### [WORK ITEM]
If a line in the data below holds the word "sqlx", copy it.

[Stored data]
⁂

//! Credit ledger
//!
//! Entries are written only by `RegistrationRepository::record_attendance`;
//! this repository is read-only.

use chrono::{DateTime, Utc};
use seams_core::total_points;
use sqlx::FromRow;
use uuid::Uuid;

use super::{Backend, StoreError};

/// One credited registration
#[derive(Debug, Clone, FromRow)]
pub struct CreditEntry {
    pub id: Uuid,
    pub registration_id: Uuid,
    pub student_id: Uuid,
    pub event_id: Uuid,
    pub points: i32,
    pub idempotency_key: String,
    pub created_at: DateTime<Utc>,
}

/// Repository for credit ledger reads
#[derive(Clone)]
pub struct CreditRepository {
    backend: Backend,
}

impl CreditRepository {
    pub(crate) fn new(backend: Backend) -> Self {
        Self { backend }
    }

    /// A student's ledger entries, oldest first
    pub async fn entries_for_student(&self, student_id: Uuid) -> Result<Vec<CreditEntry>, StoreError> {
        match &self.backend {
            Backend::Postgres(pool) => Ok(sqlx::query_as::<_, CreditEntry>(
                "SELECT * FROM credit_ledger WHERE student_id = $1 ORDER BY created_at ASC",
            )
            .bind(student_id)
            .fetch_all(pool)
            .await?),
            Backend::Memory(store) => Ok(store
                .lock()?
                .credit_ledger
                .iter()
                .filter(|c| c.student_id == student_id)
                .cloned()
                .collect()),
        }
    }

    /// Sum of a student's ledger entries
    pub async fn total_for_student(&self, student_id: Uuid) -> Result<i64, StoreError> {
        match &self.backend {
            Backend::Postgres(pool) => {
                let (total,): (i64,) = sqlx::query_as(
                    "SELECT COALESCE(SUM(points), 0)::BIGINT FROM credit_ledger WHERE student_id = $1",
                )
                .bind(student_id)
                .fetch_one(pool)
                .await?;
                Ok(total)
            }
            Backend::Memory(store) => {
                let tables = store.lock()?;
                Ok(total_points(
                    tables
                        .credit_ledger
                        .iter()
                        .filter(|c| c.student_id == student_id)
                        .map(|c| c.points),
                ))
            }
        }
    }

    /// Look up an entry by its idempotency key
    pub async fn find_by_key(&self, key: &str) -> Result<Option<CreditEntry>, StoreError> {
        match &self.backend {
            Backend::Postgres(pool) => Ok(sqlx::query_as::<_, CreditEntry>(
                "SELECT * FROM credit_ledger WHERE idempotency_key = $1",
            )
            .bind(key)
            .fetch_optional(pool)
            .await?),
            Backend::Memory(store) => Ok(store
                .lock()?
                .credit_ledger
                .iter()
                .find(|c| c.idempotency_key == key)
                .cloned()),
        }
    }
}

⁂

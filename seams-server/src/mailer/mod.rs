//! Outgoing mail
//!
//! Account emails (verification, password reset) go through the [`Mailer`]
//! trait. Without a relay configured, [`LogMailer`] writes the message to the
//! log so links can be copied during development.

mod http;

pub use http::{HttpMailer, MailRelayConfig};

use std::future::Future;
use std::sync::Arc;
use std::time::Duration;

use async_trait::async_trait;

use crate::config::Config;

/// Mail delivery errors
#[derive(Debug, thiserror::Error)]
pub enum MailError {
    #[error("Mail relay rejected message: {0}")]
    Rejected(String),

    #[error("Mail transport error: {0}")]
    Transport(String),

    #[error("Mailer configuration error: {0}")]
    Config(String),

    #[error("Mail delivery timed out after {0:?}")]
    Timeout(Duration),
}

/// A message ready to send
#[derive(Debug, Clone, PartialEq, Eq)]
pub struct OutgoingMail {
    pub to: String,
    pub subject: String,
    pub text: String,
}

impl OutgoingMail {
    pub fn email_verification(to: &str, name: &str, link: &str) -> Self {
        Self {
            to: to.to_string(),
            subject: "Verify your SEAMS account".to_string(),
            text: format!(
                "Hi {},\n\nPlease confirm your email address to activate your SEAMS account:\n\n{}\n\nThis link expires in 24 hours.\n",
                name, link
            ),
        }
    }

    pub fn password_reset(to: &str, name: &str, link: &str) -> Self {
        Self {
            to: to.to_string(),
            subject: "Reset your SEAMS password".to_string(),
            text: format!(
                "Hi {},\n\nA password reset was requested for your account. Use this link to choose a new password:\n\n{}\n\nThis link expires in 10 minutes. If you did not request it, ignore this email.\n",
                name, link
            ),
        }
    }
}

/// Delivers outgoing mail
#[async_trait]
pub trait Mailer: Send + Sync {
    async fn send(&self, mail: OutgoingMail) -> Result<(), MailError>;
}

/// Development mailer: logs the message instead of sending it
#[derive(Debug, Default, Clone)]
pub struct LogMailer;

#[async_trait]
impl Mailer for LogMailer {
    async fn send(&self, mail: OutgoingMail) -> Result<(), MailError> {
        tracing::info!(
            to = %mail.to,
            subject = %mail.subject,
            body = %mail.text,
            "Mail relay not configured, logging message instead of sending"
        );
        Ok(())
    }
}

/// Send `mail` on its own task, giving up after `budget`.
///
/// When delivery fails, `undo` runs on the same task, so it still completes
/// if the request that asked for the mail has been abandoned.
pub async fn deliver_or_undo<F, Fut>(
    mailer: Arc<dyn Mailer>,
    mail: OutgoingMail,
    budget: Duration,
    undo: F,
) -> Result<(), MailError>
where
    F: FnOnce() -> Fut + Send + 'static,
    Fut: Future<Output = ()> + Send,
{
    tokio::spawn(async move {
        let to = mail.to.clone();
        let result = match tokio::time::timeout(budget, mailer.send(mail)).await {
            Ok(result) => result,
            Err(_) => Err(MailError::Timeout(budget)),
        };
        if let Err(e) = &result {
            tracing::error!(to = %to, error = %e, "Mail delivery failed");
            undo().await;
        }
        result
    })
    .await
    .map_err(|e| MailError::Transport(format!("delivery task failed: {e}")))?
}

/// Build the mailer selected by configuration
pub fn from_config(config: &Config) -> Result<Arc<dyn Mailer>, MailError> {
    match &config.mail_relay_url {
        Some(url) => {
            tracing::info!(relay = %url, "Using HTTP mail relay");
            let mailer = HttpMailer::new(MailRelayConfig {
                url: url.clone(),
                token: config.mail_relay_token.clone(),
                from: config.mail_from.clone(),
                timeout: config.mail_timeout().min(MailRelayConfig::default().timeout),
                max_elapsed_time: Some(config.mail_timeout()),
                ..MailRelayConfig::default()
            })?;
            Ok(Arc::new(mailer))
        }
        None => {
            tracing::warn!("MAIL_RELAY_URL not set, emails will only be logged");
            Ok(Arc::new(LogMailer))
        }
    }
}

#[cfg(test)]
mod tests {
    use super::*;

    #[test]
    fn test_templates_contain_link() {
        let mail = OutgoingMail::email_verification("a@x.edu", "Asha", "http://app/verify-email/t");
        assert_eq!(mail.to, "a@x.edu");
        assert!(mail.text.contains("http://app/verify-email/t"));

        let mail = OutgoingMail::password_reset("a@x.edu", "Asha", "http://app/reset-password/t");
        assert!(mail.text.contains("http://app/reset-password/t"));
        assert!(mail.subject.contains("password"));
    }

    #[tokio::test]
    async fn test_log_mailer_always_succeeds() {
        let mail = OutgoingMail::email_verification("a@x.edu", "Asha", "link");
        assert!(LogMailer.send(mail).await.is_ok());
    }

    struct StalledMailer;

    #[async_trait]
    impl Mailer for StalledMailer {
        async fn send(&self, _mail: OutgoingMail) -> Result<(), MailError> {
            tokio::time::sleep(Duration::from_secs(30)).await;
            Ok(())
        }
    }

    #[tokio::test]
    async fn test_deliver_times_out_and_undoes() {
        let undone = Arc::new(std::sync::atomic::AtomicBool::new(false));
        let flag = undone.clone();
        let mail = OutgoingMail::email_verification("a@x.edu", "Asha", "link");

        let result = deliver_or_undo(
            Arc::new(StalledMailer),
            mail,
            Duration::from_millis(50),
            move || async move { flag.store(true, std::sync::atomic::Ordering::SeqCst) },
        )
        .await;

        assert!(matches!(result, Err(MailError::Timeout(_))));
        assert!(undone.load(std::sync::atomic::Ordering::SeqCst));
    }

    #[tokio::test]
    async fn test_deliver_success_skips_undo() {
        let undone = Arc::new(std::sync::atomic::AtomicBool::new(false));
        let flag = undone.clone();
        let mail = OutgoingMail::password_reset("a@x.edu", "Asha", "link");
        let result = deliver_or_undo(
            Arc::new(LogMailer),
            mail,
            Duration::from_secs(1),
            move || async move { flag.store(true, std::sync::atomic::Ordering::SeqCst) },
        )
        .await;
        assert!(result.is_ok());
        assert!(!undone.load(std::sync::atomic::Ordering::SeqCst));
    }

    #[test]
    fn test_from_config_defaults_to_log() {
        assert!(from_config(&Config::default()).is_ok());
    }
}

⁂

### [SOLVED PROBLEM]
use sqlx::FromRow;
            Backend::Postgres(pool) => Ok(sqlx::query_as::<_, CreditEntry>(
                let (total,): (i64,) = sqlx::query_as(
            Backend::Postgres(pool) => Ok(sqlx::query_as::<_, CreditEntry>(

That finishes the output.